- [Requirement]
I would like each line of the data that holds the word "uploads" copied out.

[Stored data entries]

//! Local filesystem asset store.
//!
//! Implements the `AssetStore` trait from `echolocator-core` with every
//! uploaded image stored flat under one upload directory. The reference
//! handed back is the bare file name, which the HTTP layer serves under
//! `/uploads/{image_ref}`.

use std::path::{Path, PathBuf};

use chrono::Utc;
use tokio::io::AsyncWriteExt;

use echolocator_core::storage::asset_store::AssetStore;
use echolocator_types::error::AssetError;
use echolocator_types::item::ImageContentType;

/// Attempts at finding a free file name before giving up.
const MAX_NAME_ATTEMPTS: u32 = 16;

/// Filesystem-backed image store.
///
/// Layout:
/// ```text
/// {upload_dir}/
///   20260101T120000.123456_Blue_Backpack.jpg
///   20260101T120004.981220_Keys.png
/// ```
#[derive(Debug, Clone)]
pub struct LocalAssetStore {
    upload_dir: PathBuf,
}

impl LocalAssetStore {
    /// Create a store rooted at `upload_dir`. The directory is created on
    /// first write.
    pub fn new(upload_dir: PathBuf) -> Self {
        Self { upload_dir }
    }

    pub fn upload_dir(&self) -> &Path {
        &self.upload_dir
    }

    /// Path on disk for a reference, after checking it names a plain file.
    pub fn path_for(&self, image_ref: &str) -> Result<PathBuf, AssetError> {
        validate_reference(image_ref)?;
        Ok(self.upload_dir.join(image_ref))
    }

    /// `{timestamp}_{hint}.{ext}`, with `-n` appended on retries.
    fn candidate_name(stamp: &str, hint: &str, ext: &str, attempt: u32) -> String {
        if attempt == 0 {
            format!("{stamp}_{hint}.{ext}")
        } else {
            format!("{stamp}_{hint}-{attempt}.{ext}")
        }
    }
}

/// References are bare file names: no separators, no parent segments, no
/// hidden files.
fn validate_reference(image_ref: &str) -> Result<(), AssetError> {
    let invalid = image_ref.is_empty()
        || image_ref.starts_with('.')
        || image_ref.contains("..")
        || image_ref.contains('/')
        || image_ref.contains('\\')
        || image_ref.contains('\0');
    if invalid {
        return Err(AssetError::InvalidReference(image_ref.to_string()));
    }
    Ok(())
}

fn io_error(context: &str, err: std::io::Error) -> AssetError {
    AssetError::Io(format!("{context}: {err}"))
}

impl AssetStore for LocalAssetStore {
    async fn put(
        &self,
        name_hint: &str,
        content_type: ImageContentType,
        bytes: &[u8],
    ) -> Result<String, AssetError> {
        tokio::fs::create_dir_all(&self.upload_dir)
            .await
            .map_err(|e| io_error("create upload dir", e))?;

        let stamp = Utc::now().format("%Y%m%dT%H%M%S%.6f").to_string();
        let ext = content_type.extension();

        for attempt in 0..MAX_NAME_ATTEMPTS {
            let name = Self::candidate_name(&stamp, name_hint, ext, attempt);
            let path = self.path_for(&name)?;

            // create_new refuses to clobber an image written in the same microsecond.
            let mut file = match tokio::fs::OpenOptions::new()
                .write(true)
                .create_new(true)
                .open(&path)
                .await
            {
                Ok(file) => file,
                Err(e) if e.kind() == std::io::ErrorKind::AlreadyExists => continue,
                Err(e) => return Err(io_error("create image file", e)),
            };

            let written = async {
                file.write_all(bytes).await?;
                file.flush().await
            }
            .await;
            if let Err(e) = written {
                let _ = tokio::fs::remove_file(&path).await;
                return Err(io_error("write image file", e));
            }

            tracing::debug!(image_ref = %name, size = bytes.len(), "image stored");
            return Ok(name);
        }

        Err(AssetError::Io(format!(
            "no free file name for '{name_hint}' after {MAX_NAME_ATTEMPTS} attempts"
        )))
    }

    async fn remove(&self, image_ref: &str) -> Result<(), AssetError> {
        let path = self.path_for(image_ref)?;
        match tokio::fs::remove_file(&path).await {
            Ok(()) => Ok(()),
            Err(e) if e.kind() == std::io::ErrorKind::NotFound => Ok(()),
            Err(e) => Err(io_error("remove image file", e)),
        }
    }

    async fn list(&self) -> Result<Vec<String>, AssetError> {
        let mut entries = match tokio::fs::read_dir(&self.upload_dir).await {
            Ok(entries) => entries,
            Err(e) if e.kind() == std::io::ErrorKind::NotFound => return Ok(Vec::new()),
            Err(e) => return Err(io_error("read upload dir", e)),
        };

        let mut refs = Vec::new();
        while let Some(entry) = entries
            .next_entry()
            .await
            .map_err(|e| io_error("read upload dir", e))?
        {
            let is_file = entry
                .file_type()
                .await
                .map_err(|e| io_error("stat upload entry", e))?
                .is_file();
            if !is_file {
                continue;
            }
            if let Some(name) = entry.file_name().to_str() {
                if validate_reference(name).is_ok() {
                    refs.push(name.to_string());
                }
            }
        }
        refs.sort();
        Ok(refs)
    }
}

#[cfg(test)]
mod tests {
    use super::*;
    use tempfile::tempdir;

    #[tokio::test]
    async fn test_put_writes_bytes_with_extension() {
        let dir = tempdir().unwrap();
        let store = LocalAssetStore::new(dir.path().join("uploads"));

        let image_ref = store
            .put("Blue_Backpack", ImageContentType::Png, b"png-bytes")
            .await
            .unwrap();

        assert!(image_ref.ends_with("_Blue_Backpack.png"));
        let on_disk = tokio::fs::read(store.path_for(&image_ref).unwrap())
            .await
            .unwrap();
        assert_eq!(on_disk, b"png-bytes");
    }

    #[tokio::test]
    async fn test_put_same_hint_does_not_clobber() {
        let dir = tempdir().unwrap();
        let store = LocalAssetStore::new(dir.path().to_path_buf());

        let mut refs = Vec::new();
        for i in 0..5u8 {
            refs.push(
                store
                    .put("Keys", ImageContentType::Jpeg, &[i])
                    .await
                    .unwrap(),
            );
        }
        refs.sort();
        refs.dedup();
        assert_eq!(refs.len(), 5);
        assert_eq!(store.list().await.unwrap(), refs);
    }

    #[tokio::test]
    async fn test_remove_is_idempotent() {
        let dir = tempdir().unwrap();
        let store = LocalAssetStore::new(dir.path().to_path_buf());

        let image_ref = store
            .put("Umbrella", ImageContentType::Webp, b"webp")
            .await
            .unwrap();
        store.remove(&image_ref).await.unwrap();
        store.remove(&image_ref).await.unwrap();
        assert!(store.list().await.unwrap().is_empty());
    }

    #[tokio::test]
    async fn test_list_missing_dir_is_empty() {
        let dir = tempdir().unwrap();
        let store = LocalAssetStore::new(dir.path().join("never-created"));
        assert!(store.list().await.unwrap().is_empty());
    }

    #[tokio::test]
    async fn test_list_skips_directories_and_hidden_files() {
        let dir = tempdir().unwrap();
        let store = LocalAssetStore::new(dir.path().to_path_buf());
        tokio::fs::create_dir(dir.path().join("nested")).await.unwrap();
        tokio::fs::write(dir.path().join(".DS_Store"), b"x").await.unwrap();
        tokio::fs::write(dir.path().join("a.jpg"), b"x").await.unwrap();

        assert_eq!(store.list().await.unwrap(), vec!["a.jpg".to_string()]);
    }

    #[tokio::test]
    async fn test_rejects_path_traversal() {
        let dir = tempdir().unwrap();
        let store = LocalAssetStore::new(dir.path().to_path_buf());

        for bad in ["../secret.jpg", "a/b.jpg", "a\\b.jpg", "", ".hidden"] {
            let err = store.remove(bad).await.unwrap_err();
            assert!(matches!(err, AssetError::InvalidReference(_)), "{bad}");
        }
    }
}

==

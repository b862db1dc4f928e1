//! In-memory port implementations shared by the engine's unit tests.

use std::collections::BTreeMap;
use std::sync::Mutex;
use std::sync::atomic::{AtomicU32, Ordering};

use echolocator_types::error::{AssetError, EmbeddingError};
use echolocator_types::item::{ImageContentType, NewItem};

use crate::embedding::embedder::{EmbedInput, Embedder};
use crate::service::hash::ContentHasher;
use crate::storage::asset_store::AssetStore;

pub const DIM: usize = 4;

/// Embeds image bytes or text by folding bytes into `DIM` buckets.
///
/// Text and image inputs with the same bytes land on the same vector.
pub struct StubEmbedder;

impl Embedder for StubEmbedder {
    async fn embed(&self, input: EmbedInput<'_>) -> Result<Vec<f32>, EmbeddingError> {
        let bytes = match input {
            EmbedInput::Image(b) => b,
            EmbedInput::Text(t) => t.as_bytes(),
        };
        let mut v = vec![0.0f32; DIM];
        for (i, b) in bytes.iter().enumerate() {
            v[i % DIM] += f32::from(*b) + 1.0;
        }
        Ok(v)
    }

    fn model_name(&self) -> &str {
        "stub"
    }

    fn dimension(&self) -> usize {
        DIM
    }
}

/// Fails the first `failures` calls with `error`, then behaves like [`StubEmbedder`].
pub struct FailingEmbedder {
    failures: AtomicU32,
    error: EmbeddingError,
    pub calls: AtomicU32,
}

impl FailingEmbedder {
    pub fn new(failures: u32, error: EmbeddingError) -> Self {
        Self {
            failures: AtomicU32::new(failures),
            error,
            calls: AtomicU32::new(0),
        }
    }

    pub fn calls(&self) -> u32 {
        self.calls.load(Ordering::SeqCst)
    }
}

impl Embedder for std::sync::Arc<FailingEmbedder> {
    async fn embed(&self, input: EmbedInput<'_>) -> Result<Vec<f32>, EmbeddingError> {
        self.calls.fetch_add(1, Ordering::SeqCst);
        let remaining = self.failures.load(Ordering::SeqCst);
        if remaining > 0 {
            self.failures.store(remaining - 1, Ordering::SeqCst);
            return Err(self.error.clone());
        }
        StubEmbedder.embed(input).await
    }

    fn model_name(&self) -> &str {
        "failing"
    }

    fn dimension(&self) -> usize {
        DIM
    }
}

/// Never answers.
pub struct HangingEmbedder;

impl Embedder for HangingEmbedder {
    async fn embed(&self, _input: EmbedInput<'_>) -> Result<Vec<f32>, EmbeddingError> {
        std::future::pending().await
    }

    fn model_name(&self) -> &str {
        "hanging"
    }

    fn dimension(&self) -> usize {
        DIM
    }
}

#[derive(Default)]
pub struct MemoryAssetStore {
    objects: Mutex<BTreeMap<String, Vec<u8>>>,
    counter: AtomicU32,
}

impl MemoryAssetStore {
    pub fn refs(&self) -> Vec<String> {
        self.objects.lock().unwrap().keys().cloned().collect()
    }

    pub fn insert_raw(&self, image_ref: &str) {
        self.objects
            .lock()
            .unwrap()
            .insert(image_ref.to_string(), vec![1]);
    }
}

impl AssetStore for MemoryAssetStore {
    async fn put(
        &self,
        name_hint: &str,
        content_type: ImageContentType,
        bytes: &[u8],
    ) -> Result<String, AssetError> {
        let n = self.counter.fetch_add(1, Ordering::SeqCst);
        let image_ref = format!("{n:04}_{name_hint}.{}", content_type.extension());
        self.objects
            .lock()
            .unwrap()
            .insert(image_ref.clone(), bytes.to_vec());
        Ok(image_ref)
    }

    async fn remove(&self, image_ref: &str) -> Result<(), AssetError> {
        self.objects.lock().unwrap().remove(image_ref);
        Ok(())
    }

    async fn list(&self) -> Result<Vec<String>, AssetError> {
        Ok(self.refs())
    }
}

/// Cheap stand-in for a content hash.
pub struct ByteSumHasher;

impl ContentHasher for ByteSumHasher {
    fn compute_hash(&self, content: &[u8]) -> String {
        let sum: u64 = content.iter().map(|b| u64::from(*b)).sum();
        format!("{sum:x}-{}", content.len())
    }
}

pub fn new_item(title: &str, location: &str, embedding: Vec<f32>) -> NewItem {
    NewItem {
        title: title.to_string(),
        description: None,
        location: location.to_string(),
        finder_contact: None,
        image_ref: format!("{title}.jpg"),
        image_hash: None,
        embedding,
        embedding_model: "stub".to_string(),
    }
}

* * *

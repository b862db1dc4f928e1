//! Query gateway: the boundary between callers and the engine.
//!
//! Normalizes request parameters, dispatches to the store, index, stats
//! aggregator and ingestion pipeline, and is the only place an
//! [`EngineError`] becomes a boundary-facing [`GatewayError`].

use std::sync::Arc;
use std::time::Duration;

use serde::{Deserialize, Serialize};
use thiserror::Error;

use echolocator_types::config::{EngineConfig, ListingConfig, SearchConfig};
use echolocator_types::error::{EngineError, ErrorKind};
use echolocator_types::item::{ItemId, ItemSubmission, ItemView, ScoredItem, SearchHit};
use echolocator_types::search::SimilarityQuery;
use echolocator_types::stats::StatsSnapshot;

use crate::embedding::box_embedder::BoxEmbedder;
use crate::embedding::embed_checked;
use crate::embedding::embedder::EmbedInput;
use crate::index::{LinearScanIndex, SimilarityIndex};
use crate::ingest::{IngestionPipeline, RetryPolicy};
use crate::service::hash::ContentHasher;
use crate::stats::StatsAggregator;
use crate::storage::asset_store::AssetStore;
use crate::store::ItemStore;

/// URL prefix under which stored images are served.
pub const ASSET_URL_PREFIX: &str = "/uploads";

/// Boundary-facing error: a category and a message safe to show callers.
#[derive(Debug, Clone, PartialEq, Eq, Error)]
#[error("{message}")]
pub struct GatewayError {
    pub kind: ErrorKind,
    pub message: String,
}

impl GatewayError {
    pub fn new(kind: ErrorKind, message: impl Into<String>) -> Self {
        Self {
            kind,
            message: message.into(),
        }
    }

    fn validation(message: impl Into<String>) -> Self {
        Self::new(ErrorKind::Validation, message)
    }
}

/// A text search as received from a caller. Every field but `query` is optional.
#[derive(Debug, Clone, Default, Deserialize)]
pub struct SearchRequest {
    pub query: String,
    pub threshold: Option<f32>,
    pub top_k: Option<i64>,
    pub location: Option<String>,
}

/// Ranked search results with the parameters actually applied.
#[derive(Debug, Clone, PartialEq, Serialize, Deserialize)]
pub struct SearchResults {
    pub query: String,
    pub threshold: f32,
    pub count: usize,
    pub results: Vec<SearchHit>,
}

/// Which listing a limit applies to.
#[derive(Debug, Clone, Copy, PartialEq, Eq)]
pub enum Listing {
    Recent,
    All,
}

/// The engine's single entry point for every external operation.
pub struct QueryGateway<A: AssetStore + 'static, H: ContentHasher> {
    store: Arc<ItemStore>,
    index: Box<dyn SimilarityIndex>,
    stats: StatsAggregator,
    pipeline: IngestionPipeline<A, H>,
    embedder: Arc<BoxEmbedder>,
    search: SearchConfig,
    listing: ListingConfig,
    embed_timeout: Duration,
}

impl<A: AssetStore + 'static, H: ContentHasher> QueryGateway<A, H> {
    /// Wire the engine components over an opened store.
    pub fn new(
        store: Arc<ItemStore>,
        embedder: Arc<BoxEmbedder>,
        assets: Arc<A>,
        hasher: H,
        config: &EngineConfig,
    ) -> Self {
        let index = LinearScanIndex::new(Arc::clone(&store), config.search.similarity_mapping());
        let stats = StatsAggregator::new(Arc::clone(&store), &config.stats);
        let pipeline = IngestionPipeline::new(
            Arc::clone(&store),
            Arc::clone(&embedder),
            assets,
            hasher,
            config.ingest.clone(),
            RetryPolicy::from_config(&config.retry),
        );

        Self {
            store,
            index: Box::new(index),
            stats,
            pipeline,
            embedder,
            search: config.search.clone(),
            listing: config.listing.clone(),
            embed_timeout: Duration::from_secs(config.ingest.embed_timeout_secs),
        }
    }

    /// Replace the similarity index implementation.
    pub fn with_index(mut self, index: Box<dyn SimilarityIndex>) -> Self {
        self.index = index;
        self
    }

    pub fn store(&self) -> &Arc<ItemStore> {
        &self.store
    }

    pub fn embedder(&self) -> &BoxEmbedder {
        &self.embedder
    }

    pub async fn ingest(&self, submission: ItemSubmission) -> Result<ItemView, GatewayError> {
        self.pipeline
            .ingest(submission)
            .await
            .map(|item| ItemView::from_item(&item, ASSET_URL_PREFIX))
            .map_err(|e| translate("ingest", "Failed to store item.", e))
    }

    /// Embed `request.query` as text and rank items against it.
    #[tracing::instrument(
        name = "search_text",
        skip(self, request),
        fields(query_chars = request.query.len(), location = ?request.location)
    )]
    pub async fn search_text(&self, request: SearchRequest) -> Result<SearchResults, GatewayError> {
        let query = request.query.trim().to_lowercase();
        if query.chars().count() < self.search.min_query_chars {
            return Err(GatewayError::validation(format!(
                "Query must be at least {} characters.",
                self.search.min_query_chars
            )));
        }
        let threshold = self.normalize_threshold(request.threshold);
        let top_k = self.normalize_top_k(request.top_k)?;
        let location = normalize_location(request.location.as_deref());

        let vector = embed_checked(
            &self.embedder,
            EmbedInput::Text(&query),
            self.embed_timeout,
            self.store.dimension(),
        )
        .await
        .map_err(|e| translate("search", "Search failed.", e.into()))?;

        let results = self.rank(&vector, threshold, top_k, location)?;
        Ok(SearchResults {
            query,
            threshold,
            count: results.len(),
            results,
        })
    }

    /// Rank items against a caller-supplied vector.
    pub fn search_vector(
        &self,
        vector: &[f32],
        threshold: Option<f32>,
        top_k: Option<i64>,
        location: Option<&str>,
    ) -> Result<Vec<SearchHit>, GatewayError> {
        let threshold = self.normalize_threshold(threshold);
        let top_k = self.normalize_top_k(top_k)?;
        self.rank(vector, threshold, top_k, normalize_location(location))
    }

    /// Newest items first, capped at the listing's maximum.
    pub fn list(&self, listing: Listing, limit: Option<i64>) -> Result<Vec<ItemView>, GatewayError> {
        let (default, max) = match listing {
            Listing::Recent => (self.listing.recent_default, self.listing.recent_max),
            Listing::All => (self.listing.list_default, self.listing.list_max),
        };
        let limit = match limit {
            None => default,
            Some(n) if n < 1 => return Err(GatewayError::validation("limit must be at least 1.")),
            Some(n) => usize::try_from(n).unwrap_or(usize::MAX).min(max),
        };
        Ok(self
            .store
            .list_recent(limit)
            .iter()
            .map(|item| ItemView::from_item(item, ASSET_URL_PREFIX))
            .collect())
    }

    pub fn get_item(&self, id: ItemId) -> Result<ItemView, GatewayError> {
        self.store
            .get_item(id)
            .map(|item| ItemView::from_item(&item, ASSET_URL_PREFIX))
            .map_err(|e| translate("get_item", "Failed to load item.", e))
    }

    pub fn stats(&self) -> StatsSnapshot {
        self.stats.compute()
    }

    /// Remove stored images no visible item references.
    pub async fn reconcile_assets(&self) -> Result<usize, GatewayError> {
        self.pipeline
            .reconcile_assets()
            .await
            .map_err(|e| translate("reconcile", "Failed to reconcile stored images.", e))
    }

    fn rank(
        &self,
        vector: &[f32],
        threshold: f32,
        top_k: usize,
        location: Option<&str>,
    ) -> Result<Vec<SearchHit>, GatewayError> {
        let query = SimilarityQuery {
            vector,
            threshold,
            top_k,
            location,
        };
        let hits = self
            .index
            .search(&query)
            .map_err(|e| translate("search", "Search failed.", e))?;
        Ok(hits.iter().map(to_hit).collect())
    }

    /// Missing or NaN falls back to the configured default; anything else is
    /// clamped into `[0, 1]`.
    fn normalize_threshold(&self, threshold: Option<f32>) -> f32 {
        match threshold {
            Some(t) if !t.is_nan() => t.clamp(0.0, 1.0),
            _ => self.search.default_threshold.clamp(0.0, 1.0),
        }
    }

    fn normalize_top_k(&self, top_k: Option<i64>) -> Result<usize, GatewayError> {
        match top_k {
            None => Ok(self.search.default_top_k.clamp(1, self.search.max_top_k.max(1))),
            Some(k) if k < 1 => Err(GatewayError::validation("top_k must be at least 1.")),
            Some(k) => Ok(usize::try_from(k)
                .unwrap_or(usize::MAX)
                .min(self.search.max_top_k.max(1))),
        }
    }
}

- [Task solution]
//! `/uploads/{image_ref}`.
        let store = LocalAssetStore::new(dir.path().join("uploads"));
pub const ASSET_URL_PREFIX: &str = "/uploads";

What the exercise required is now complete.